• _TASK BRIEF_: For the listing below, output exactly the lines from the line with "if !(short.is_finite() &&" up to and including the line with "self.inner.radii[index]", and no other lines.
══ TASK INPUT ══
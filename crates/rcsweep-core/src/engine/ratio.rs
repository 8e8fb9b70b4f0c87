use super::config::PipelineConfig;
use super::error::PipelineError;
use super::sink::{DataSink, check_layout};
use crate::core::sample::{METER_WIDTH, SampleLayout, SampleVector};
use tracing::error;

const STAGE: &str = "ratio";

/// Self-normalized estimates from a block-averaged weighted sample.
///
/// Each input block ends with the averaged weight; the output drops it and
/// divides every other field by it. With a reference cutoff, the reference
/// block is subtracted from every block, leaving the reference itself zero.
pub struct RatioEstimator<'a> {
    input: SampleLayout,
    reference: Option<usize>,
    output: SampleVector,
    baseline: Vec<f64>,
    sink: Option<Box<dyn DataSink + 'a>>,
}

impl<'a> RatioEstimator<'a> {
    /// `input` is the weighted layout, weight field included.
    pub fn new(input: SampleLayout) -> Result<Self, PipelineError> {
        if input.width == 0 {
            return Err(PipelineError::MissingWeight {
                stage: STAGE,
                found: input,
            });
        }
        let output = input.without_weight();
        Ok(Self {
            input,
            reference: None,
            output: SampleVector::zeros(output),
            baseline: vec![0.0; output.width],
            sink: None,
        })
    }

    /// An estimator for reweighted meter samples over the configured cutoffs,
    /// referenced against the configured reference cutoff.
    pub fn from_config(config: &PipelineConfig) -> Result<Self, PipelineError> {
        let input = SampleLayout::new(config.cutoffs.len(), METER_WIDTH).with_weight();
        let mut estimator = Self::new(input)?;
        estimator.set_reference(config.reference_cutoff)?;
        Ok(estimator)
    }

    pub fn with_reference(mut self, index: usize) -> Result<Self, PipelineError> {
        self.set_reference(Some(index))?;
        Ok(self)
    }

    pub fn set_reference(&mut self, reference: Option<usize>) -> Result<(), PipelineError> {
        match reference {
            Some(index) if index >= self.input.blocks => {
                return Err(PipelineError::InvalidReference {
                    index,
                    blocks: self.input.blocks,
                });
            }
            _ => {}
        }
        self.reference = reference;
        Ok(())
    }

    pub fn reference(&self) -> Option<usize> {
        self.reference
    }

    pub fn set_data_sink(&mut self, sink: Box<dyn DataSink + 'a>) {
        self.sink = Some(sink);
    }

    pub fn output_layout(&self) -> SampleLayout {
        self.output.layout()
    }

    pub fn process(&mut self, averaged: &SampleVector) -> Result<&SampleVector, PipelineError> {
        self.estimate(averaged)?;
        Ok(&self.output)
    }

    fn estimate(&mut self, averaged: &SampleVector) -> Result<(), PipelineError> {
        check_layout(STAGE, self.input, averaged)?;
        let width = self.output.layout().width;

        for i in 0..self.input.blocks {
            let block = averaged.block(i);
            let weight = block[width];
            for (o, &x) in self.output.block_mut(i).iter_mut().zip(block) {
                *o = x / weight;
            }
        }

        if let Some(reference) = self.reference {
            self.baseline.copy_from_slice(self.output.block(reference));
            for i in 0..self.input.blocks {
                for (o, &base) in self.output.block_mut(i).iter_mut().zip(&self.baseline) {
                    *o -= base;
                }
            }
        }
        self.output.step = averaged.step;
        self.output.num_atoms = averaged.num_atoms;

        if let Some((block, field, value)) = self.output.first_non_finite() {
            error!(block, field, value, "Non-finite ratio estimate");
            return Err(PipelineError::NumericalCorruption {
                stage: STAGE,
                block,
                field,
                value,
            });
        }
        Ok(())
    }
}

impl DataSink for RatioEstimator<'_> {
    fn put_data(&mut self, sample: &SampleVector) -> Result<(), PipelineError> {
        self.estimate(sample)?;
        if let Some(sink) = self.sink.as_mut() {
            sink.put_data(&self.output)?;
        }
        Ok(())
    }
}
use super::geometry::{Boundary, ImageShells};
use std::sync::Arc;
use thiserror::Error;

#[derive(Debug, Error, Clone, PartialEq)]
pub enum CutoffError {
    #[error("A cutoff set needs at least one radius")]
    Empty,
    #[error("Cutoff {index} must be finite and positive, got {radius}")]
    NonPositive { index: usize, radius: f64 },
    #[error("Cutoffs must be strictly increasing: cutoff {index} ({radius}) follows {previous}")]
    NotIncreasing {
        index: usize,
        previous: f64,
        radius: f64,
    },
    #[error(
        "Largest cutoff {radius} reaches half the box edge along axis {axis} ({half_edge}); use a lattice sum instead"
    )]
    ExceedsHalfBox {
        radius: f64,
        axis: usize,
        half_edge: f64,
    },
    #[error("Invalid geometric cutoff ladder: {0}")]
    InvalidLadder(String),
}

/// Extra radii a geometric ladder holds when no cap is given.
pub const DEFAULT_LADDER_MAX_EXTRA: usize = 100;

/// Hard ceiling on the extra radii of any geometric ladder.
pub const LADDER_EXTRA_LIMIT: usize = 10_000;

#[derive(Debug, PartialEq)]
struct Radii {
    radii: Vec<f64>,
    squared: Vec<f64>,
}

/// Ordered, strictly increasing truncation radii with cached squares.
///
/// Cloning is cheap and every clone views the same immutable radii, so the
/// stages of one pipeline can hold their own handle and still agree on `k`.
#[derive(Debug, Clone, PartialEq)]
pub struct CutoffSet {
    inner: Arc<Radii>,
}

impl CutoffSet {
    pub fn new(radii: Vec<f64>) -> Result<Self, CutoffError> {
        if radii.is_empty() {
            return Err(CutoffError::Empty);
        }
        for (index, &radius) in radii.iter().enumerate() {
            if !radius.is_finite() || radius <= 0.0 {
                return Err(CutoffError::NonPositive { index, radius });
            }
            if index > 0 && radius <= radii[index - 1] {
                return Err(CutoffError::NotIncreasing {
                    index,
                    previous: radii[index - 1],
                    radius,
                });
            }
        }
        let squared = radii.iter().map(|r| r * r).collect();
        Ok(Self {
            inner: Arc::new(Radii { radii, squared }),
        })
    }

    /// Builds the ladder `short, short·factor, short·factor², …` up to `max`.
    ///
    /// The ladder holds `1 + floor(ln(max/short)/ln(factor))` radii, capped at
    /// `1 + max_extra`. A `max_extra` above [`LADDER_EXTRA_LIMIT`] is rejected.
    pub fn geometric(
        short: f64,
        max: f64,
        factor: f64,
        max_extra: usize,
    ) -> Result<Self, CutoffError> {
        if !(short.is_finite() && short > 0.0) {
            return Err(CutoffError::InvalidLadder(format!(
                "shortest radius must be positive, got {short}"
            )));
        }
        if !(factor.is_finite() && factor > 1.0) {
            return Err(CutoffError::InvalidLadder(format!(
                "growth factor must exceed 1, got {factor}"
            )));
        }
        if !(max.is_finite() && max >= short) {
            return Err(CutoffError::InvalidLadder(format!(
                "longest radius {max} is shorter than {short}"
            )));
        }

        if max_extra > LADDER_EXTRA_LIMIT {
            return Err(CutoffError::InvalidLadder(format!(
                "at most {LADDER_EXTRA_LIMIT} extra radii are allowed, got a cap of {max_extra}"
            )));
        }

        let steps = ((max / short).ln() / factor.ln()).floor();
        if !steps.is_finite() {
            return Err(CutoffError::InvalidLadder(format!(
                "cannot count radii between {short} and {max} with factor {factor}"
            )));
        }
        let count = 1 + (steps as usize).min(max_extra);

        let mut radii = Vec::with_capacity(count);
        let mut radius = short;
        for _ in 0..count {
            radii.push(radius);
            radius *= factor;
        }
        Self::new(radii)
    }

    #[inline]
    pub fn len(&self) -> usize {
        self.inner.radii.len()
    }

    /// Always `false`; construction rejects empty sets.
    #[inline]
    pub fn is_empty(&self) -> bool {
        self.inner.radii.is_empty()
    }

    #[inline]
    pub fn radius(&self, index: usize) -> f64 {
        self.inner.radii[index]
    }

    #[inline]
    pub fn radius_squared(&self, index: usize) -> f64 {
        self.inner.squared[index]
    }

    pub fn radii(&self) -> &[f64] {
        &self.inner.radii
    }

    pub fn radii_squared(&self) -> &[f64] {
        &self.inner.squared
    }

    #[inline]
    pub fn max(&self) -> f64 {
        self.inner.radii[self.len() - 1]
    }

    #[inline]
    pub fn max_squared(&self) -> f64 {
        self.inner.squared[self.len() - 1]
    }

    /// Index of the smallest cutoff whose bucket receives a pair at squared
    /// separation `r2`, or `None` when the pair lies beyond every cutoff.
    pub fn first_enclosing(&self, r2: f64) -> Option<usize> {
        if r2 > self.max_squared() {
            return None;
        }
        Some(self.inner.squared.partition_point(|&rc2| rc2 < r2))
    }

    pub fn image_shells(&self, boundary: &dyn Boundary) -> ImageShells {
        ImageShells::for_range(self.max(), &boundary.edge_lengths())
    }

    /// Minimum-image evaluation only sees every pair once when the largest
    /// radius stays below half of every edge.
    pub fn check_minimum_image(&self, boundary: &dyn Boundary) -> Result<(), CutoffError> {
        let edges = boundary.edge_lengths();
        for axis in 0..boundary.dimension() {
            let half_edge = 0.5 * edges[axis];
            if self.max() >= half_edge {
                return Err(CutoffError::ExceedsHalfBox {
                    radius: self.max(),
                    axis,
                    half_edge,
                });
            }
        }
        Ok(())
    }
}
use super::error::PipelineError;
use crate::core::bucket::PairSumBucket;
use crate::core::cutoffs::CutoffSet;
use crate::core::lattice_sum::{AtomPair, CutoffAwarePairPotential};
use nalgebra::Vector3;

/// Which channels of a [`PairSumBucket`] an accumulator keeps.
#[derive(Debug, Clone, Copy, PartialEq, Eq)]
pub enum AccumulatorChannels {
    Energy,
    EnergyVirial,
    /// Energy, virial and the three lattice-referenced channels.
    LatticeReferenced,
}

impl AccumulatorChannels {
    pub fn width(self) -> usize {
        match self {
            AccumulatorChannels::Energy => 1,
            AccumulatorChannels::EnergyVirial => 2,
            AccumulatorChannels::LatticeReferenced => 5,
        }
    }

    #[inline]
    fn project(self, bucket: PairSumBucket) -> PairSumBucket {
        match self {
            AccumulatorChannels::Energy => PairSumBucket::new(bucket.energy, 0.0),
            AccumulatorChannels::EnergyVirial => PairSumBucket::new(bucket.energy, bucket.virial),
            AccumulatorChannels::LatticeReferenced => bucket,
        }
    }
}

/// Running per-cutoff sums over every pair visited during one pass.
///
/// A pass is `reset()`, any number of `accumulate*` calls, then `finalize()`.
/// The buckets are owned exclusively by the accumulator; the slice handed out
/// by `finalize()` borrows it, so it cannot outlive the next `reset()`.
#[derive(Debug, Clone)]
pub struct CutoffAccumulator {
    cutoffs: CutoffSet,
    channels: AccumulatorChannels,
    sums: Vec<PairSumBucket>,
    scratch: Vec<PairSumBucket>,
    pairs_accepted: usize,
}

impl CutoffAccumulator {
    pub fn new(cutoffs: CutoffSet, channels: AccumulatorChannels) -> Self {
        let k = cutoffs.len();
        Self {
            cutoffs,
            channels,
            sums: vec![PairSumBucket::default(); k],
            scratch: vec![PairSumBucket::default(); k],
            pairs_accepted: 0,
        }
    }

    pub fn cutoffs(&self) -> &CutoffSet {
        &self.cutoffs
    }

    pub fn channels(&self) -> AccumulatorChannels {
        self.channels
    }

    pub fn reset(&mut self) {
        self.sums.iter_mut().for_each(PairSumBucket::clear);
        self.pairs_accepted = 0;
    }

    /// Adds one pair at squared separation `r2` into every bucket that encloses it.
    #[inline]
    pub fn accumulate(&mut self, r2: f64, u: f64, du: f64) {
        if r2 > self.cutoffs.max_squared() {
            return;
        }
        self.pairs_accepted += 1;
        let contribution = self.channels.project(PairSumBucket::new(u, du));
        for i in (0..self.sums.len()).rev() {
            if r2 > self.cutoffs.radius_squared(i) {
                break;
            }
            self.sums[i] += contribution;
        }
    }

    pub fn accumulate_displacement(&mut self, separation: &Vector3<f64>, u: f64, du: f64) {
        self.accumulate(separation.norm_squared(), u, du);
    }

    /// Lets a cutoff-aware potential produce the per-cutoff sums for `pair`.
    ///
    /// The pair counts as accepted when it reaches the outermost bucket, which
    /// every image inside any cutoff does.
    pub fn accumulate_lattice(
        &mut self,
        pair: &AtomPair,
        edges: &Vector3<f64>,
        potential: &dyn CutoffAwarePairPotential,
    ) {
        potential.sum_by_cutoff(pair, edges, &self.cutoffs, &mut self.scratch);
        match self.scratch.last() {
            Some(outer) if *outer != PairSumBucket::default() => self.pairs_accepted += 1,
            _ => return,
        }
        for (sum, &contribution) in self.sums.iter_mut().zip(&self.scratch) {
            *sum += self.channels.project(contribution);
        }
    }

    /// Snapshot of the per-cutoff sums, valid until the next `reset()`.
    pub fn finalize(&self) -> &[PairSumBucket] {
        &self.sums
    }

    pub fn energies(&self) -> impl Iterator<Item = f64> + '_ {
        self.sums.iter().map(|bucket| bucket.energy)
    }

    pub fn pairs_accepted(&self) -> usize {
        self.pairs_accepted
    }

    /// Adds the sums of another accumulator built from the same cutoffs and
    /// channels. Bucket addition is associative, so partial passes may be
    /// merged in any order.
    pub fn merge(&mut self, other: &CutoffAccumulator) -> Result<(), PipelineError> {
        if self.cutoffs != other.cutoffs {
            return Err(PipelineError::IncompatibleAccumulators { what: "cutoffs" });
        }
        if self.channels != other.channels {
            return Err(PipelineError::IncompatibleAccumulators { what: "channels" });
        }
        for (sum, &contribution) in self.sums.iter_mut().zip(&other.sums) {
            *sum += contribution;
        }
        self.pairs_accepted += other.pairs_accepted;
        Ok(())
    }
}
═══
• _OUTPUT FOR THIS EXERCISE_:
        if !(short.is_finite() && short > 0.0) {
            return Err(CutoffError::InvalidLadder(format!(
                "shortest radius must be positive, got {short}"
            )));
        }
        if !(factor.is_finite() && factor > 1.0) {
            return Err(CutoffError::InvalidLadder(format!(
                "growth factor must exceed 1, got {factor}"
            )));
        }
        if !(max.is_finite() && max >= short) {
            return Err(CutoffError::InvalidLadder(format!(
                "longest radius {max} is shorter than {short}"
            )));
        }

        if max_extra > LADDER_EXTRA_LIMIT {
            return Err(CutoffError::InvalidLadder(format!(
                "at most {LADDER_EXTRA_LIMIT} extra radii are allowed, got a cap of {max_extra}"
            )));
        }

        let steps = ((max / short).ln() / factor.ln()).floor();
        if !steps.is_finite() {
            return Err(CutoffError::InvalidLadder(format!(
                "cannot count radii between {short} and {max} with factor {factor}"
            )));
        }
        let count = 1 + (steps as usize).min(max_extra);

        let mut radii = Vec::with_capacity(count);
        let mut radius = short;
        for _ in 0..count {
            radii.push(radius);
            radius *= factor;
        }
        Self::new(radii)
    }

    #[inline]
    pub fn len(&self) -> usize {
        self.inner.radii.len()
    }

    /// Always `false`; construction rejects empty sets.
    #[inline]
    pub fn is_empty(&self) -> bool {
        self.inner.radii.is_empty()
    }

    #[inline]
    pub fn radius(&self, index: usize) -> f64 {
        self.inner.radii[index]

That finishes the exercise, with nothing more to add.